Samael salió resoplando.
Mientras tanto. Judas encontraba las monturas de los jóvenes.
—Un hipogrifo… y un pegaso… Perfecto —dijo con voz rasposa.
Las bestias, sorprendidas, apenas pudieron defenderse. Judas las asesinó en segundos, arrancando plumas del hipogrifo para un arma. Luego bebió la sangre del pegaso.
—Mmm… la sangre de la Luz… deliciosa.
Esa noche, a las siete en punto, un grito desgarrador rompió la paz del pueblo. Las llamas se elevaban como columnas infernales. Una figura mitad humana, mitad demonio se alzaba entre el fuego.
—¿Cinco minutos sin un dios queriendo matarnos? ¿Es mucho pedir? —murmuró Vorn.
—Ve por las armas y mi armadura —ordenó Samael—. Yo lo detendré. Eres más rápido.
Vorn no dudó. Saltó por la ventana y se desvaneció entre sombras.
Samael, con voz firme, recitó un rezo antiguo. Un escudo y una espada de luz surgieron de su fe. Avanzó hacia la criatura.
—Disculpa, a estas horas el bar no atiende. Y menos a maleducados —dijo.
La criatura rio.
—Samael… justo al perro que buscaba. Tu pegaso tenía una sangre deliciosa.
—¿Mi qué…? ¿Eres tú? ¿Judas?
—En carne… y corrupción —respondió, sosteniendo a un aldeano por el cuello.
Frente a los ojos de Samael, devoró la cabeza del inocente. El horror volvió a pintar la noche.
Mientras tanto, Vorn llegó corriendo a la herrería.
—¡La ciudad arde! ¡Gente muere!
Hefesto ni lo miró.
—En cinco minutos estará lista. El arte toma su tiempo.
Samael, en la plaza, resistía como podía. Cada golpe del demonio lo hacía retroceder. Entonces, Judas lo alzó y lo arrojó con tal fuerza que atravesó cinco casas, cayendo justo frente a la herrería.
—¿Samael? ¿Qué demonios? —gritó Vorn.
—¡Silencio! —bramó Hefesto.
—Tu amigo volvió de la muerte… y estamos hablando —dijo el paladín, incorporándose.
Sobre los tejados, Judas extendió sus alas negras.
—¡Vorn! ¡Dame el libro y morirán rápido!
—No lo creo —dijo Vorn, abriendo el libro.

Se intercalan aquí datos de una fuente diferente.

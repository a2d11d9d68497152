//! Hover-driven audio previews.
//!
//! Resolves a discovery method and age group to a playlist file and keeps at
//! most one looping preview alive.

pub mod catalog;
pub mod headless;
pub mod media;
pub mod player;

// Re-export commonly used items
pub use catalog::{resolve, AgeGroup, DiscoveryMethod, Relationship, Track, AUDIO_BASE_PATH};
pub use headless::HeadlessBackend;
pub use media::{MediaBackend, MediaResource, PlaybackSettings};
pub use player::{AudioPlayer, AudioStatus, PlayOutcome};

Dos dagas oscuras surgieron de las páginas.
—Samael, ¡levántate! ¡Peleemos juntos!
Pero el joven paladín estaba inconsciente.

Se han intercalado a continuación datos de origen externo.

//! music-dna-daemon: offline cache controller and hover audio player.
//!
//! This binary can run in two modes:
//! - CLI mode: one-shot install, fetch or audio resolution for testing
//! - Daemon mode: JSON-RPC server driven by the page host

use std::sync::Arc;

use anyhow::{bail, Context};
use reqwest::Url;

use music_dna_daemon::audio::resolve;
use music_dna_daemon::cache::storage_from_config;
use music_dna_daemon::cli::Cli;
use music_dna_daemon::config::{DaemonConfig, StorageKind};
use music_dna_daemon::rpc::{run_server, ServerState};
use music_dna_daemon::types::{Destination, Request};
use music_dna_daemon::worker::{
    FetchOutcome, HttpNetwork, OfflineController, RecordingHost, WorkerState,
};

#[tokio::main]
async fn main() {
    init_tracing();

    if let Err(e) = run().await {
        eprintln!("Error: {:#}", e);
        std::process::exit(1);
    }
}

/// Logs go to stderr; stdout carries the JSON-RPC stream.
fn init_tracing() {
    tracing_subscriber::fmt()
        .with_env_filter(
            tracing_subscriber::EnvFilter::try_from_default_env()
                .unwrap_or_else(|_| tracing_subscriber::EnvFilter::new("music_dna_daemon=info")),
        )
        .with_writer(std::io::stderr)
        .init();
}

async fn run() -> anyhow::Result<()> {
    let cli = Cli::parse_args();

    let mut config = DaemonConfig::from_env();
    cli.apply_to(&mut config);
    if let Some(problem) = config.validate() {
        bail!("invalid configuration: {}", problem);
    }

    if cli.is_daemon_mode() {
        run_daemon_mode(config).await
    } else if cli.is_cli_mode() {
        run_cli_mode(&cli, config).await
    } else {
        print_usage();
        Ok(())
    }
}

/// Runs the one-shot CLI commands.
async fn run_cli_mode(cli: &Cli, config: DaemonConfig) -> anyhow::Result<()> {
    if let Some(ref method) = cli.resolve {
        resolve_audio(method, &cli.age_group);
    }

    if cli.install || cli.fetch.is_some() {
        let controller = build_cli_controller(&config).await?;

        eprintln!("=== music-dna-daemon CLI ===");
        eprintln!("Origin: {}", config.origin);
        eprintln!("Storage: {}", config.storage);
        if config.storage == StorageKind::Disk {
            eprintln!("Cache directory: {}", config.effective_cache_path().display());
        }
        eprintln!();

        if cli.install && controller.state() == WorkerState::Active {
            eprintln!("Already active from persisted caches ({})", config.static_cache_name());
            eprintln!();
        } else if cli.install {
            install_and_activate(&controller).await?;
        }

        if let Some(ref target) = cli.fetch {
            fetch_once(&controller, target, &cli.destination).await?;
        }
    }

    Ok(())
}

async fn build_cli_controller(config: &DaemonConfig) -> anyhow::Result<OfflineController> {
    let origin = config.origin_url().context("origin is not a valid URL")?;
    let network = HttpNetwork::new(origin, config.request_timeout())?;
    let controller = OfflineController::new(
        config,
        storage_from_config(config),
        Arc::new(network),
        Arc::new(RecordingHost::new()),
    )?;
    controller.resume().await?;
    Ok(controller)
}

async fn install_and_activate(controller: &OfflineController) -> anyhow::Result<()> {
    eprintln!("Installing static files...");
    let installed = controller.install().await.context("install failed")?;
    eprintln!("  Cached: {} files", installed.cached);

    let activated = controller.activate().await.context("activate failed")?;
    eprintln!("  Removed stale caches: {}", activated.deleted.len());
    for name in &activated.deleted {
        eprintln!("    - {}", name);
    }
    eprintln!("State: {}", activated.state);
    eprintln!();
    Ok(())
}

async fn fetch_once(
    controller: &OfflineController,
    target: &str,
    destination: &str,
) -> anyhow::Result<()> {
    let url = match Url::parse(target) {
        Ok(url) => url,
        Err(_) => controller
            .origin()
            .join(target)
            .with_context(|| format!("invalid url: {}", target))?,
    };

    // The fetch handler only intercepts once active.
    if !controller.state().can_intercept_fetch() {
        install_and_activate(controller).await?;
    }

    let request = Request::new(
        reqwest::Method::GET,
        url.clone(),
        Destination::parse(destination),
    );
    eprintln!("Fetching {}...", url);

    match controller.handle_fetch(&request).await {
        FetchOutcome::Passthrough => eprintln!("  Not intercepted"),
        FetchOutcome::Respond { response, source } => {
            eprintln!("  Source: {:?}", source);
            eprintln!("  Status: {} {}", response.status, response.status_text);
            eprintln!("  Body: {} bytes", response.body.len());
            if let Some(text) = response.text() {
                println!("{}", text);
            }
        }
    }

    controller.settle_background_writes().await;
    Ok(())
}

fn resolve_audio(method: &str, age_group: &str) {
    eprintln!("Resolving audio for \"{}\" ({})", method, age_group);
    match resolve(method, age_group, &mut rand::thread_rng()) {
        Some(track) => {
            eprintln!("  Path: {}", track.path);
            eprintln!("  Title: {}", track.title);
            eprintln!(
                "  Variant: {} ({} {:?})",
                track.variant,
                track.age_group.as_str(),
                track.relationship
            );
            if track.fallback {
                eprintln!("  Note: unknown age group, variant picked at random");
            }
        }
        None => eprintln!("  No audio for this discovery method"),
    }
    eprintln!();
}

/// Runs the daemon mode (JSON-RPC server).
async fn run_daemon_mode(config: DaemonConfig) -> anyhow::Result<()> {
    eprintln!("=== music-dna-daemon JSON-RPC Server ===");
    eprintln!("Reading from stdin, writing to stdout.");
    eprintln!("Send JSON-RPC requests to control the daemon.");
    eprintln!();
    eprintln!("Origin: {}", config.origin);
    eprintln!("Caches: {} / {}", config.static_cache_name(), config.dynamic_cache_name());
    eprintln!("Storage: {}", config.storage);
    eprintln!("Asset root: {}", config.effective_asset_root().display());
    eprintln!();

    let state = ServerState::from_config(&config)
        .await
        .context("failed to start daemon")?;
    eprintln!("Worker state: {}", state.controller.state());
    run_server(state).await?;
    Ok(())
}

/// Prints usage information.
fn print_usage() {
    eprintln!("music-dna-daemon: offline cache controller and hover audio player");
    eprintln!();
    eprintln!("Usage:");
    eprintln!("  Warm the static cache:");
    eprintln!("    music-dna-daemon --install");
    eprintln!();
    eprintln!("  Fetch through the controller:");
    eprintln!("    music-dna-daemon --fetch /index.html --destination document");
    eprintln!();
    eprintln!("  Resolve a hover preview:");
    eprintln!("    music-dna-daemon --resolve Radio --age-group 35-54");
    eprintln!();
    eprintln!("  Daemon mode (JSON-RPC server):");
    eprintln!("    music-dna-daemon --daemon");
    eprintln!();
    eprintln!("Run 'music-dna-daemon --help' for full options.");
}

#[cfg(test)]
mod tests {
    use super::*;

    #[test]
    fn print_usage_doesnt_panic() {
        print_usage();
    }

    #[test]
    fn resolve_audio_doesnt_panic() {
        resolve_audio("Radio", "18-34");
        resolve_audio("Unknown Method", "18-34");
    }
}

—Si tú duermes, yo me encargo —bromeó Vorn.
La batalla fue rápida, brutal. Vorn se defendía, pero el demonio era demasiado. En el último segundo, Hefesto arrojó un balde de agua fría sobre Samael.
—¡Aquí tienes tus juguetes! ¡Maten al demonio y yo invito las cervezas!
Samael, envuelto en luz, alzó su martillo. Junto a él, las armas de Vorn brillaban.
—¡Perdón! —gritó Samael, golpeando a Judas en la nuca—. ¿Te traje recuerdos felices?
—Vorn, tus cosas. Mandémoslo al infierno.
La batalla se reinició, más intensa que nunca. Golpe a golpe, se equilibraban. Vorn gritó:
—¡Samael, el martillo, ahora!
Judas lo interceptó.
—¿Ese truco otra vez?
—Siempre caes —dijo Vorn—. ¡Ahora, Samael!
Un rayo de luz cayó del cielo. Por un instante, la noche se volvió día. Judas ardió. Gritó de rabia.
—¡No puedo morir otra vez!
—Esta vez… te exterminaremos juntos —dijo Samael, clavando su martillo.
Vorn lanzó su daga envenenada. Pero cuando creyeron que todo había terminado, Judas explotó. No quedó ni ceniza. Una figura sombría chasqueó los dedos.
—Siempre fue un gusano inútil… Pero ahora… nos conocemos, mis estimados amigos.